Only in interaction do the components of a heat pump enable the use of environmental energy. The process begins with the heat source system. In geothermal heat pumps, a mixture of water and antifreeze circulates here - the brine, which heats up. Air-to-water heat pumps, on the other hand, draw in outside air via a fan. The brine and outside air then pass to the heat pump itself. In the so-called refrigeration cycle, the pump raises the temperature level before the heat is transferred to the distribution system consisting of panel heating or radiators, or is temporarily stored in a buffer or hot water tank.

Refrigeration cycle process core of the heat pump principle.

Because the temperature of the recovered heat is usually insufficient to heat a building or the hot water, the operation of the heat pump requires a thermodynamic process. The above-mentioned refrigeration cycle process takes place in four steps and is constantly repeated:

At the so-called evaporator, the environmental heat is transferred to a liquid refrigerant, which evaporates already at low temperatures due to its specific properties.

A current-driven compressor, called a compressor, sucks in the refrigerant vapor and compresses it. The increase in pressure also raises the temperature. The principle can be observed not only in the operation of the heat pump. If the opening of a bicycle air pump is kept closed and the air is compressed, the cylinder of the air pump heats up.

At the condenser, the heat from the hot refrigerant vapor is transferred to the heat distribution system. As the refrigerant gives off energy, it cools down.

The so-called expansion valve reduces the pressure of the refrigerant. This causes it to return to its initial state and the heat pump process can start again. The principle can also be observed, for example, in a liquid gas cylinder. If the valve is opened, ice can form on the valve even in summer.

Refrigerant essential for heat pump functionality

A refrigerant is necessary for the heat pump to perform its function. An important feature is its low boiling point, which causes the liquid to change from a liquid to a gaseous state even at low temperatures. Even temperatures of minus 20 degrees Celsius are sufficient for this. This is why the heat pump also works in winter at low outside temperatures. Viessmann heat pumps of the latest generation use the natural refrigerant propane (R290), which is in no way inferior to classic refrigerants in terms of its properties.

Compression requires electrical current

An essential component of the refrigeration circuit is the compressor. This is because without compression, the output temperatures are too low to be able to heat a building to a comfortable temperature – even more so on very cold days with double-digit minus temperatures. In practice, a number of compressors are used, including piston compressors or scroll compressors, which are all electrically driven. The power consumption of the heat pump for compression depends on many factors. These include the heat demand, the compressor technology and, last but not least, the temperature difference between the heat source and the heating system. As a general rule: The higher the temperature differential between the heat source and the flow temperature, the more the compressor has to work.

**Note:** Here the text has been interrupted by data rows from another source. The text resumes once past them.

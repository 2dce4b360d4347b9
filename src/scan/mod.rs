//! Scan orchestration.
//!
//! A scan fetches an asset's page, keeps the outbound links that look like
//! affiliate links, classifies them against active brands and the asset's
//! occupying deals, and stores the result with every item pending review.
//!
//! Nothing is stored when the fetch fails. Brands and deals are read once at
//! the start, so classification works on a consistent snapshot; confirmation
//! re-checks occupancy when it mutates.

mod classify;

use log::{debug, error, info};
use serde_json::{json, Map, Value};
use sqlx::SqlitePool;
use strum::IntoEnumIterator;

use crate::error_handling::{Entity, ReconcileError};
use crate::fetch::fetch_page;
use crate::initialization::ReconcileContext;
use crate::parse::{affiliate_signal, extract_links};
use crate::storage::models::{ScanItemType, ScanResult, ScanResultItem};
use crate::storage::{catalog, deals, record_audit, scans, AuditEntry};

pub use classify::classify_links;

/// Number of items of each type, keyed by the stored type name.
pub fn count_by_type(items: &[ScanResultItem]) -> Map<String, Value> {
    ScanItemType::iter()
        .map(|item_type| {
            let count = items.iter().filter(|i| i.item_type == item_type).count();
            (item_type.to_string(), json!(count))
        })
        .collect()
}

/// Scans one asset and stores the result.
///
/// # Errors
///
/// - `NotFound` when the asset does not exist or has no domain
/// - `FetchFailure` when the page cannot be fetched in time; nothing is stored
/// - `Database` on storage failure; nothing partial is committed
pub async fn scan_asset(
    ctx: &ReconcileContext,
    asset_id: i64,
    actor: &str,
) -> Result<ScanResult, ReconcileError> {
    match run_scan(ctx, asset_id, actor).await {
        Ok(result) => Ok(result),
        Err(e @ (ReconcileError::Database(_) | ReconcileError::Internal(_))) => {
            error!("Scan of asset {asset_id} failed: {e}");
            Err(e)
        }
        Err(e) => Err(e),
    }
}

async fn run_scan(
    ctx: &ReconcileContext,
    asset_id: i64,
    actor: &str,
) -> Result<ScanResult, ReconcileError> {
    let pool = &ctx.pool;
    let asset = catalog::get_asset(pool, asset_id)
        .await?
        .ok_or_else(|| ReconcileError::not_found(Entity::Asset, asset_id))?;
    let Some(domain) = asset
        .domain
        .as_deref()
        .map(str::trim)
        .filter(|d| !d.is_empty())
    else {
        return Err(ReconcileError::not_found(Entity::Asset, asset_id));
    };

    let url = ctx.config.asset_url(domain);
    info!("Scanning asset {asset_id} at {url}");
    let html = fetch_page(&ctx.client, &url, ctx.config.fetch_timeout()).await?;

    let links = extract_links(&html, domain);
    let candidates: Vec<_> = links
        .iter()
        .filter(|link| match affiliate_signal(&link.url) {
            Some(signal) => {
                debug!("Candidate {} ({signal})", link.url);
                true
            }
            None => {
                debug!("Skipping {}: no affiliate signal", link.url);
                false
            }
        })
        .cloned()
        .collect();

    let brands = catalog::list_scannable_brands(pool).await?;
    let occupying = deals::occupying_deals_for_asset(pool, asset_id).await?;
    let items = classify_links(&candidates, &brands, &occupying);

    let scanned_at_ms = chrono::Utc::now().timestamp_millis();
    let result = scans::insert_scan_result(
        pool,
        asset_id,
        &url,
        links.len() as i64,
        scanned_at_ms,
        &items,
    )
    .await?;

    let counts = count_by_type(&result.items);
    info!(
        "Scan {} of asset {asset_id}: {} links, {} candidates, {}",
        result.id,
        links.len(),
        candidates.len(),
        Value::Object(counts.clone())
    );
    record_audit(
        pool,
        &[AuditEntry {
            user_id: actor.to_string(),
            entity: Entity::ScanResult,
            entity_id: result.id,
            action: "scan_completed",
            details: json!({
                "asset_id": asset_id,
                "total_links": links.len(),
                "candidates": candidates.len(),
                "counts": counts,
            }),
        }],
    )
    .await;

    Ok(result)
}

/// Loads a stored scan result with its items.
pub async fn load_scan_result(pool: &SqlitePool, scan_id: i64) -> Result<ScanResult, ReconcileError> {
    scans::get_scan_result(pool, scan_id)
        .await?
        .ok_or_else(|| ReconcileError::not_found(Entity::ScanResult, scan_id))
}

/// Items still awaiting review across every scan of an asset.
pub async fn list_pending_items(
    pool: &SqlitePool,
    asset_id: i64,
) -> Result<Vec<ScanResultItem>, ReconcileError> {
    if catalog::get_asset(pool, asset_id).await?.is_none() {
        return Err(ReconcileError::not_found(Entity::Asset, asset_id));
    }
    Ok(scans::list_pending_items(pool, asset_id).await?)
}

#[cfg(test)]
mod tests {
    include!("tests.rs");
}
// storage/models.rs
// Database models and types

use std::str::FromStr;

use serde::Serialize;
use strum_macros::{AsRefStr, Display, EnumIter, EnumString};

use crate::error_handling::DatabaseError;

/// Brand lifecycle. Only active brands with a domain take part in scans.
#[derive(
    Debug, Clone, Copy, PartialEq, Eq, Hash, Display, EnumString, AsRefStr, EnumIter, Serialize,
)]
#[strum(serialize_all = "snake_case")]
#[serde(rename_all = "snake_case")]
pub enum BrandStatus {
    Active,
    Inactive,
    Archived,
}

/// Deal status.
///
/// `Live`, `PendingApproval` and `Paused` occupy their position; `Ended` and
/// `Inactive` are terminal and free it.
#[derive(
    Debug, Clone, Copy, PartialEq, Eq, Hash, Display, EnumString, AsRefStr, EnumIter, Serialize,
)]
#[strum(serialize_all = "snake_case")]
#[serde(rename_all = "snake_case")]
pub enum DealStatus {
    Live,
    PendingApproval,
    Paused,
    Ended,
    Inactive,
}

/// Classification of a scan finding.
#[derive(
    Debug, Clone, Copy, PartialEq, Eq, Hash, Display, EnumString, AsRefStr, EnumIter, Serialize,
)]
#[strum(serialize_all = "snake_case")]
#[serde(rename_all = "snake_case")]
pub enum ScanItemType {
    /// Link matches an active deal as recorded
    Verified,
    /// Recognized deal or brand, but the link drifted from the record
    Replacement,
    /// Affiliate-looking link with no deal behind it
    NewUnmatched,
    /// Active deal whose link is no longer on the page
    Missing,
}

/// Review state of a scan item. Leaves `Pending` exactly once.
#[derive(
    Debug, Clone, Copy, PartialEq, Eq, Hash, Display, EnumString, AsRefStr, EnumIter, Serialize,
)]
#[strum(serialize_all = "snake_case")]
#[serde(rename_all = "snake_case")]
pub enum ItemAction {
    Pending,
    Confirmed,
    Ignored,
}

/// Parses a TEXT column into one of the enums above.
pub(crate) fn parse_column<T: FromStr>(column: &'static str, value: String) -> Result<T, DatabaseError> {
    T::from_str(&value).map_err(|_| DatabaseError::InvalidValue { column, value })
}

/// A managed website.
#[derive(Debug, Clone, Serialize)]
pub struct Asset {
    pub id: i64,
    pub name: String,
    pub domain: Option<String>,
}

/// Partner with its SOP completeness flags.
#[derive(Debug, Clone, Serialize)]
pub struct Partner {
    pub id: i64,
    pub name: String,
    pub is_direct: bool,
    pub has_contract: bool,
    pub has_license: bool,
    pub has_banking: bool,
}

impl Partner {
    /// Contract, license and banking are all on file.
    pub fn sop_complete(&self) -> bool {
        self.has_contract && self.has_license && self.has_banking
    }
}

/// Brand as seen by the matchers.
#[derive(Debug, Clone, Serialize)]
pub struct BrandInfo {
    pub id: i64,
    pub partner_id: i64,
    pub name: String,
    pub domain: Option<String>,
    pub status: BrandStatus,
}

/// A position together with the page and asset it sits on.
#[derive(Debug, Clone, Serialize)]
pub struct PositionInfo {
    pub id: i64,
    pub name: String,
    pub page_id: i64,
    pub asset_id: i64,
}

/// A full deal row.
#[derive(Debug, Clone, Serialize)]
pub struct Deal {
    pub id: i64,
    pub partner_id: i64,
    pub brand_id: i64,
    pub asset_id: i64,
    pub page_id: i64,
    pub position_id: i64,
    pub status: DealStatus,
    pub geo: String,
    pub affiliate_link: String,
    pub tracking_domain: Option<String>,
    pub start_date_ms: i64,
    pub end_date_ms: Option<i64>,
    /// Deal this one superseded. Set at creation, never changed.
    pub replaced_deal_id: Option<i64>,
    pub created_at_ms: i64,
}

/// Occupying deal as seen by the matchers.
#[derive(Debug, Clone, Serialize)]
pub struct DealInfo {
    pub id: i64,
    pub partner_id: i64,
    pub brand_id: i64,
    pub affiliate_link: String,
    pub tracking_domain: Option<String>,
    pub position_id: i64,
}

/// One execution of the scan orchestrator against one asset.
#[derive(Debug, Clone, Serialize)]
pub struct ScanResult {
    pub id: i64,
    pub asset_id: i64,
    pub scanned_url: String,
    pub total_links: i64,
    pub scanned_at_ms: i64,
    pub items: Vec<ScanResultItem>,
}

/// One classified finding of a scan.
#[derive(Debug, Clone, Serialize)]
pub struct ScanResultItem {
    pub id: i64,
    pub scan_result_id: i64,
    pub item_type: ScanItemType,
    /// `None` only for missing items
    pub found_url: Option<String>,
    pub found_anchor: Option<String>,
    pub matched_deal_id: Option<i64>,
    pub matched_brand_id: Option<i64>,
    pub confidence: Option<f64>,
    pub notes: String,
    pub action: ItemAction,
    pub processed_at_ms: Option<i64>,
}
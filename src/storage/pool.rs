//! Database connection pool management.
//!
//! This module initializes and configures the SQLite connection pool with:
//! - WAL mode enabled for concurrent access
//! - Automatic database file creation

use std::fs::OpenOptions;
use std::io::ErrorKind;
use std::path::Path;

use log::{error, info};
use sqlx::SqlitePool;

use crate::error_handling::DatabaseError;

/// Initializes and returns a database connection pool for the given file.
///
/// Creates the database file if it doesn't exist and enables WAL mode so scans
/// can read while a confirmation transaction writes.
pub async fn init_db_pool_with_path(db_path: &Path) -> Result<SqlitePool, DatabaseError> {
    let db_path_str = db_path.to_string_lossy().to_string();
    match OpenOptions::new()
        .read(true)
        .write(true)
        .create_new(true)
        .open(&db_path_str)
    {
        Ok(_) => info!("Database file created successfully."),
        Err(ref e) if e.kind() == ErrorKind::AlreadyExists => {
            info!("Database file already exists.")
        }
        Err(e) => {
            error!("Failed to create database file: {e}");
            return Err(DatabaseError::FileCreationError(e.to_string()));
        }
    }

    let pool = SqlitePool::connect(&format!("sqlite:{}", db_path_str))
        .await
        .map_err(|e| {
            error!("Failed to connect to database: {e}");
            DatabaseError::SqlError(e)
        })?;

    // Enable WAL mode
    sqlx::query("PRAGMA journal_mode=WAL")
        .execute(&pool)
        .await
        .map_err(|e| {
            error!("Failed to set WAL mode: {e}");
            DatabaseError::SqlError(e)
        })?;

    Ok(pool)
}

#[cfg(test)]
mod tests {
    use super::*;
    use tempfile::TempDir;

    #[tokio::test]
    async fn test_init_db_pool_creates_file_and_enables_wal() {
        let dir = TempDir::new().expect("temp dir");
        let path = dir.path().join("deals.db");
        assert!(!path.exists());

        let pool = init_db_pool_with_path(&path).await.expect("pool");
        assert!(path.exists());

        let mode: String = sqlx::query_scalar("PRAGMA journal_mode")
            .fetch_one(&pool)
            .await
            .expect("journal mode");
        assert_eq!(mode.to_lowercase(), "wal");
    }

    #[tokio::test]
    async fn test_init_db_pool_reuses_existing_file() {
        let dir = TempDir::new().expect("temp dir");
        let path = dir.path().join("deals.db");
        init_db_pool_with_path(&path).await.expect("first open");
        init_db_pool_with_path(&path).await.expect("second open");
    }

    #[tokio::test]
    async fn test_init_db_pool_missing_directory_fails() {
        let dir = TempDir::new().expect("temp dir");
        let path = dir.path().join("missing").join("deals.db");
        let err = init_db_pool_with_path(&path).await.unwrap_err();
        assert!(matches!(err, DatabaseError::FileCreationError(_)));
    }
}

Compare electricity tariffs for the heat pump

As a rule, the operation of the heat pump is based on electricity. Many energy suppliers offer heat pump tariffs with special conditions for heat pump owners. These can be cheaper than conventional household electricity, but are subject to certain conditions. For example, the power supplier is entitled to disconnect the heat pump from the power supply during so-called blackout periods. In addition, an additional electricity meter is required for the heat pump electricity. Whether such a tariff comes into question and is more favorable should therefore be checked at the outset. However, it should be noted that the eco-balance of a heat pump can be improved if the electricity comes from renewable energies.

Heat supply ensured even in winter

Even at very low outdoor temperatures, the operation of the heat pump is reliable. The heat supply is particularly efficient with water-water and brine-water heat pumps. This is because constant temperatures prevail year-round in the ground and in groundwater. But air-water heat pumps also run at double-digit sub-zero temperatures. In extreme outdoor temperatures, an electric heater provides temporary support - if necessary.

Reversing the function of the heat pump for cooling

The principle of operation of the heat pump is reversible. For this reason, rooms can not only be heated, but also cooled - if the technical requirements are met. A distinction must be made between Natural and Active Cooling. While in the latter the function of the heat pump is actively reversed, it remains switched off in passive or natural cooling.